The author gives a brief history of the term Mistress, Mrs. and Miss, citing Samuel Johnson, known writer and author of an early English language dictionary, who provides the following 18th Century definition of the term Mistress:

Neither “mistress” nor “Mrs” bore any marital connotation whatsoever for Dr Johnson. When in 1784 he wrote about having dinner with his friends “Mrs Carter, Miss Hannah More and Miss Fanny Burney”, all three women were unmarried. Elizabeth Carter, a distinguished scholar and lifelong friend of Johnson’s, was his own age and was invariably known as Mrs Carter; Hannah More and Fanny Burney were much younger and used the new style Miss.

Citing Erickson, Buxton writes that the title Mrs. and Miss contain the word Mistress and Mrs. was the female equivalent of Master, merely a term of address that delineated class or profession and not marital status.
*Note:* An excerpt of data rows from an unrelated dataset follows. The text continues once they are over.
//! Session invoker
//!
//! Opens exactly one session for a profile, sends the task as the sole user
//! turn and drains the response stream into a [`SessionResult`]. The session
//! is released on every exit path: `close()` runs after both successful and
//! failed exchanges, and a dropped invocation (timeout, cancellation) drops
//! the session with it.

use super::message::AgentMessage;
use super::runtime::{receive_response, AgentRuntime, AgentSession, SessionConfig, SessionError};
use crate::observability::MetricsCollector;
use crate::routing::{CapabilityProfile, ProfileRegistry};
use chrono::{DateTime, Utc};
use futures::StreamExt;
use serde::Serialize;
use std::sync::Arc;
use std::time::{Duration, Instant};
use tracing::{debug, info, warn, Instrument};
use uuid::Uuid;

/// Messages from one invocation, in arrival order
#[derive(Debug, Clone, Serialize)]
pub struct SessionResult {
    pub session_id: Uuid,
    pub profile: CapabilityProfile,
    pub messages: Vec<AgentMessage>,
    pub started_at: DateTime<Utc>,
    pub finished_at: DateTime<Utc>,
}

impl SessionResult {
    pub fn len(&self) -> usize {
        self.messages.len()
    }

    pub fn is_empty(&self) -> bool {
        self.messages.is_empty()
    }

    /// Text of the end-of-turn message, if the runtime sent one
    pub fn final_text(&self) -> Option<&str> {
        self.messages.iter().rev().find_map(|message| match message {
            AgentMessage::Result(result) => result.result.as_deref(),
            _ => None,
        })
    }

    /// All assistant text in order, one message per line
    pub fn assistant_text(&self) -> String {
        self.messages
            .iter()
            .filter_map(AgentMessage::text)
            .filter(|text| !text.is_empty())
            .collect::<Vec<_>>()
            .join("\n")
    }
}

/// Opens profile-scoped sessions against an agent runtime
pub struct SessionInvoker {
    runtime: Arc<dyn AgentRuntime>,
    registry: Arc<ProfileRegistry>,
    timeout: Option<Duration>,
    metrics: Arc<MetricsCollector>,
}

impl SessionInvoker {
    pub fn new(runtime: Arc<dyn AgentRuntime>, registry: Arc<ProfileRegistry>) -> Self {
        Self {
            runtime,
            registry,
            timeout: None,
            metrics: Arc::new(MetricsCollector::new()),
        }
    }

    /// Bound each invocation; `None` waits for the runtime indefinitely
    pub fn with_timeout(mut self, timeout: Option<Duration>) -> Self {
        self.timeout = timeout;
        self
    }

    pub fn with_metrics(mut self, metrics: Arc<MetricsCollector>) -> Self {
        self.metrics = metrics;
        self
    }

    pub fn registry(&self) -> &Arc<ProfileRegistry> {
        &self.registry
    }

    /// Run one task in a session configured for `profile`
    pub async fn invoke(
        &self,
        profile: CapabilityProfile,
        task: &str,
    ) -> Result<SessionResult, SessionError> {
        let session_id = Uuid::new_v4();
        let span = crate::session_span!(
            session_id = %session_id,
            profile = %profile,
            runtime = self.runtime.name()
        );

        async move {
            let config = self.registry.session_config(profile);
            info!(
                servers = ?config.server_names(),
                allowed_tools = ?config.allowed_tools,
                "Opening isolated session"
            );

            let started_at = Utc::now();
            let clock = Instant::now();
            let mut accounting = SessionAccounting::open(&self.metrics, profile);

            let exchange = self.run_session(&config, task);
            let outcome = match self.timeout {
                Some(limit) => match tokio::time::timeout(limit, exchange).await {
                    Ok(outcome) => outcome,
                    Err(_) => Err(SessionError::Timeout { after: limit }),
                },
                None => exchange.await,
            };

            let elapsed = clock.elapsed();
            match outcome {
                Ok(messages) => {
                    accounting.completed(elapsed, messages.len() as u64);
                    info!(
                        messages = messages.len(),
                        duration_ms = elapsed.as_millis() as u64,
                        "Session completed"
                    );
                    Ok(SessionResult {
                        session_id,
                        profile,
                        messages,
                        started_at,
                        finished_at: Utc::now(),
                    })
                }
                Err(error) => {
                    accounting.failed(&error, elapsed);
                    warn!(
                        error = %error,
                        duration_ms = elapsed.as_millis() as u64,
                        "Session failed"
                    );
                    Err(error)
                }
            }
        }
        .instrument(span)
        .await
    }

    async fn run_session(
        &self,
        config: &SessionConfig,
        task: &str,
    ) -> Result<Vec<AgentMessage>, SessionError> {
        let mut session = self.runtime.open(config).await?;
        debug!("Session opened");

        let exchanged = exchange(session.as_mut(), task).await;
        let closed = session.close().await;

        match (exchanged, closed) {
            (Ok(messages), Ok(())) => Ok(messages),
            (Ok(messages), Err(error)) => {
                // The turn is complete; a failed release does not invalidate it
                warn!(error = %error, "Session close failed after a complete response");
                Ok(messages)
            }
            (Err(error), _) => Err(error),
        }
    }
}

/// Settles the session counters exactly once; an invocation dropped
/// mid-flight (aborted task) is recorded as cancelled
struct SessionAccounting<'a> {
    metrics: &'a MetricsCollector,
    profile: CapabilityProfile,
    settled: bool,
}

impl<'a> SessionAccounting<'a> {
    fn open(metrics: &'a MetricsCollector, profile: CapabilityProfile) -> Self {
        metrics.session_opened();
        Self {
            metrics,
            profile,
            settled: false,
        }
    }

    fn completed(&mut self, elapsed: Duration, messages: u64) {
        self.settled = true;
        self.metrics.session_completed(self.profile, elapsed, messages);
    }

    fn failed(&mut self, error: &SessionError, elapsed: Duration) {
        self.settled = true;
        self.metrics.session_failed(self.profile, error, elapsed);
    }
}

impl Drop for SessionAccounting<'_> {
    fn drop(&mut self) {
        if !self.settled {
            self.metrics.session_abandoned(self.profile);
        }
    }
}

/// Send the task and collect the turn; any failure discards what arrived so far
async fn exchange(
    session: &mut dyn AgentSession,
    task: &str,
) -> Result<Vec<AgentMessage>, SessionError> {
    session.send(task).await?;

    let mut messages = Vec::new();
    let mut stream = receive_response(session);

    while let Some(item) = stream.next().await {
        let message = match item {
            Ok(message) => message,
            Err(error) => {
                warn!(
                    discarded = messages.len(),
                    "Response stream failed, discarding partial result"
                );
                return Err(error);
            }
        };

        if let AgentMessage::Result(result) = &message {
            if result.is_error {
                let detail = result
                    .result
                    .clone()
                    .unwrap_or_else(|| result.subtype.clone());
                warn!(discarded = messages.len(), "Runtime ended the turn with an error");
                return Err(SessionError::runtime(detail));
            }
        }

        debug!(kind = message.kind(), index = messages.len(), "Message received");
        messages.push(message);
    }

    Ok(messages)
}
A woman of status or business profession was a Mrs. whereas a scullery maid was addressed by her first name or some man’s wife. How the term Mrs. became a distinction from Miss and the advent of Ms. are not covered in depth, but I suppose the more curious of us will have to peruse Dr. Erickson’s “Misresses and Marriage” in the autumn edition of the History Workshop Journal to find out.

Mistress Glinda (Witch of Zen)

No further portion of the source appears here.